Take a look at what happens to the voltage \$V_{OUT}\$ across a 5V zener diode (as measured by VM1) configured as follows, as we sweep the supply voltage \$V_S\$ from 0V to +10V:

simulate this circuit – Schematic created using CircuitLab
We don't have any load yet, just a voltmeter, but we can use this condition as a "baseline" to get some idea of the diode's behaviour. Here's a plot of \$V_{OUT}\$ during the sweep of \$V_S\$:

When the supply is below 5V, \$V_S<+5V\$, the zener diode behaves as if it's not even there. See the plot of diode current below to see how it passes no current, and can be completely disregarded under the condition \$V_S<+5V\$.
When the supply exceeds 5V, though, \$V_S>+5V\$, the situation changes suddenly. The voltage across the diode is limited to a maximum of 5V. \$V_{OUT}\$ is prevented from rising above 5V, or in other words, the zener diode actively "clamps" its voltage to some maximum, 5V in this case. It does this by becoming suddenly very conductive. Exactly as conductive as it needs to be to develop (almost) exactly 5V. The harder we try to raise \$V_{OUT}\$, the harder the diode opposes this rise, the more conductive it becomes to achieve that.
To put this another way, you can apply any potential difference across the zener diode below its rated value, and it will not pass any current, it will not try to conduct, it will not oppose this condition in any way.
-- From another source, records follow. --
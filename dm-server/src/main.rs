use dm_server::app_state::AppState;
use dm_server::{build_router, logger};

use std::error::Error;

use log::{error, info};
use sqlx::sqlite::{SqliteConnectOptions, SqlitePoolOptions};
use tokio::net::TcpListener;

#[tokio::main]
async fn main() -> Result<(), Box<dyn Error>> {
    // Load .env file if present (development)
    let _ = dotenvy::dotenv();

    // Load and validate configuration
    let config = dm_config::Config::load()?;
    config.validate()?;

    // Construct log file path if configured
    let log_file_path: Option<std::path::PathBuf> = if let Some(ref filename) = config.logging.file
    {
        let config_dir = dm_config::Config::config_dir()?;
        let log_dir = config_dir.join(&config.logging.dir);

        // Ensure log directory exists
        std::fs::create_dir_all(&log_dir)?;

        Some(log_dir.join(filename))
    } else {
        None
    };

    // Initialize logger (before any other logging)
    logger::initialize(config.logging.level, log_file_path, config.logging.colored)?;

    info!("Starting dm-server v{}", env!("CARGO_PKG_VERSION"));
    config.log_summary();

    // Initialize database pool
    let database_path = config.database_path()?;
    info!("Connecting to database: {}", database_path.display());

    let pool = SqlitePoolOptions::new()
        .max_connections(10)
        .connect_with(
            SqliteConnectOptions::new()
                .filename(database_path)
                .create_if_missing(true)
                .journal_mode(sqlx::sqlite::SqliteJournalMode::Wal)
                .synchronous(sqlx::sqlite::SqliteSynchronous::Normal)
                .busy_timeout(std::time::Duration::from_secs(5)),
        )
        .await?;

    info!("Database connection established");

    // Run migrations
    info!("Running database migrations...");
    sqlx::migrate!("../crates/dm-db/migrations").run(&pool).await?;
    info!("Migrations complete");

    // Build application state and router
    let app_state = AppState {
        pool,
        auth: config.auth.clone(),
        search: config.search,
    };

    let app = build_router(app_state);

    // Create TCP listener
    let bind_addr = config.bind_addr();
    let listener = TcpListener::bind(&bind_addr).await?;

    // Get actual bound address (important when port is 0 / auto-assigned)
    let actual_addr = listener.local_addr()?;
    info!("Server listening on {}", actual_addr);

    // Start server with graceful shutdown on SIGINT
    axum::serve(listener, app)
        .with_graceful_shutdown(async {
            match tokio::signal::ctrl_c().await {
                Ok(()) => info!("Received SIGINT (Ctrl+C), shutting down"),
                Err(e) => error!("Failed to listen for SIGINT: {}", e),
            }
        })
        .await?;

    info!("Shutdown complete");

    Ok(())
}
The moment you try to impose a potential difference across it that exceeds this limit, though, it fights exactly as hard as it needs to in order to prevent this condition, becoming exactly as conductive as it needs to be, to pass exactly as much current as is necessary, to clamp the voltage across it to its rated value.
You can see this onset of conductivity as \$V_S\$ rises above 5V in the next graph, showing the diode's current during the sweep of \$V_S\$ from 0V to 10V:

Now imagine that the voltage source is not just \$V_S\$, but a resistor potential divider formed by R1a and R2a below left, whose output potential \$V_{OUTa}\$ is unconstrained (not connected to anything):

simulate this circuit
As you would expect, the potential divider attenuates \$V_{Sa}\$ by a factor \$\frac{R_2}{R_1+R_2}=0.75\$, meaning that the potential at OUTa will vary between 0V and +7.5V as we sweep:

The addition of a 5V zener diode in parallel with R2, though (as seen above right), imposes a constraint on the maximum potential difference (5V) across R2. This becomes apparent in another sweep; this time we monitor \$V_{OUTb}\$ as we sweep \$V_{Sb}\$ from 0V to +10V:

As before, diode D1 "clamps" \$V_{OUTb}\$ to a maximum of +5V, by becoming conductive. For all \$V_{Sb}>6.7V\$ which without D1 would have produced \$V_{OUTb}>+5V\$, D1 becomes a "bypass" route around R2b, for current that would otherwise have passed through R2b. In this way, current through R2b is unable to rise above \$I_{R2b(MAX)} = \frac{5V}{300\Omega}=16.7mA\$, and the voltage across R2b is unable to rise above 5V.
Your question involves setting R2 to 10Ω. Let's see what happens to the voltage across R2 in that scenario, during another sweep of \$V_S\$, this time from from 0V to 100V:

simulate this circuit

The above plot clearly shows that the zener diode is still trying to clamp the output to a maximum of 5V, as it always has, it's just that this time the onset of clamping seems to start when \$V_S\$ is huge, well over 50V. This explains why your own circuit doesn't show any clamping to 5V; the source voltage simply isn't high enough, and the voltage across the diode hasn't yet reached that 5V limit!
To understand this curve, first find out the relationship between \$V_{OUT}\$ and \$V_S\$, if D1 were not there:
$$
\begin{aligned}
V_{OUT} &= V_S\frac{R_2}{R_1 + R_2} \\ \\
&= V_S\frac{10\Omega}{10\Omega + 100\Omega} \\ \\
&= 0.909 V_S \\ \\
V_S &= 11 \times V_{OUT} \\ \\
\end{aligned}
$$
For the voltage across R2 to be 5V, the voltage source \$V_S\$ would have to be:
$$
\begin{aligned}
V_S &= 11 \times V_{OUT} \\ \\
&= 11 \times 5V \\ \\
&= 55V
\end{aligned}
$$
That corresponds nicely with the onset of clamping we see above.